Nineteen year old Aussie Nick Kyrgios topples no 1 Rafael Nadal at Wimbledon.

Gor Blimey, comrades, can this be true?

Henry today managed to complete the hardest walk - two hours up and down on the Chinque Terra in Southern Italy - without suffering a heart attack or stroke.  Even his knees are not hurting much, but tomorrow may be a different matter.

Took 4 trains and 4 hours to get back to our flat in Prato, where Mrs T is teaching for two weeks, but we arrived by 10.45 pm just in time for Henry to complete this brief report.

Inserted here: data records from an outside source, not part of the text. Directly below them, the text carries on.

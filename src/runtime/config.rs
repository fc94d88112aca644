//! Runtime configuration options

use crate::vm::OverflowPolicy;

/// Configuration options for the runtime
#[derive(Clone, Debug, Default)]
pub struct RuntimeConfig {
    /// Log a summary of every program before it runs
    pub debug_mode: bool,
    /// Log each executed instruction together with memory
    pub trace_execution: bool,
    pub overflow_policy: OverflowPolicy,
}

impl RuntimeConfig {
    /// Create a new configuration with default settings
    pub fn new() -> Self {
        Self::default()
    }

    /// Enable or disable debug mode
    pub fn with_debug_mode(mut self, debug_mode: bool) -> Self {
        self.debug_mode = debug_mode;
        self
    }

    /// Enable or disable per-instruction tracing
    pub fn with_trace_execution(mut self, trace_execution: bool) -> Self {
        self.trace_execution = trace_execution;
        self
    }

    /// Choose how ADD handles sums above 255
    pub fn with_overflow_policy(mut self, policy: OverflowPolicy) -> Self {
        self.overflow_policy = policy;
        self
    }
}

Image of the week  shows the steady fall in commodity prices received by Australia's exporters. Sad that the Aussie dollar holds up, but there is an answer, gentle readers.  Please ask your local member what is so wrong about a tax on capital inflow? Or ask Glenn Stevens if he appears in your local pub.

Image of the week

Financial stability-monetary policy breakthrough
Date: Friday, July 04, 2014
Author: PD Jonson

Regular readers will be aware of my attempts to persuade the RBA to sort out policies to control asset inflation, so far as this is possible, distinct from monetary policy, which involves keeping the overall economy on an even keel with low goods and services inflation. This week, Janet Yellen, US Fed Chairwomen, joined the crusade, which is all over save the shouting.

Glenda Korporaal yesterday reviewed the RBA's latest comment on monetary policy. She says 'yesterday’s glass-half-empty statement from Martin Place reveals a sense of frustration at the RBA with the stubbornly high dollar.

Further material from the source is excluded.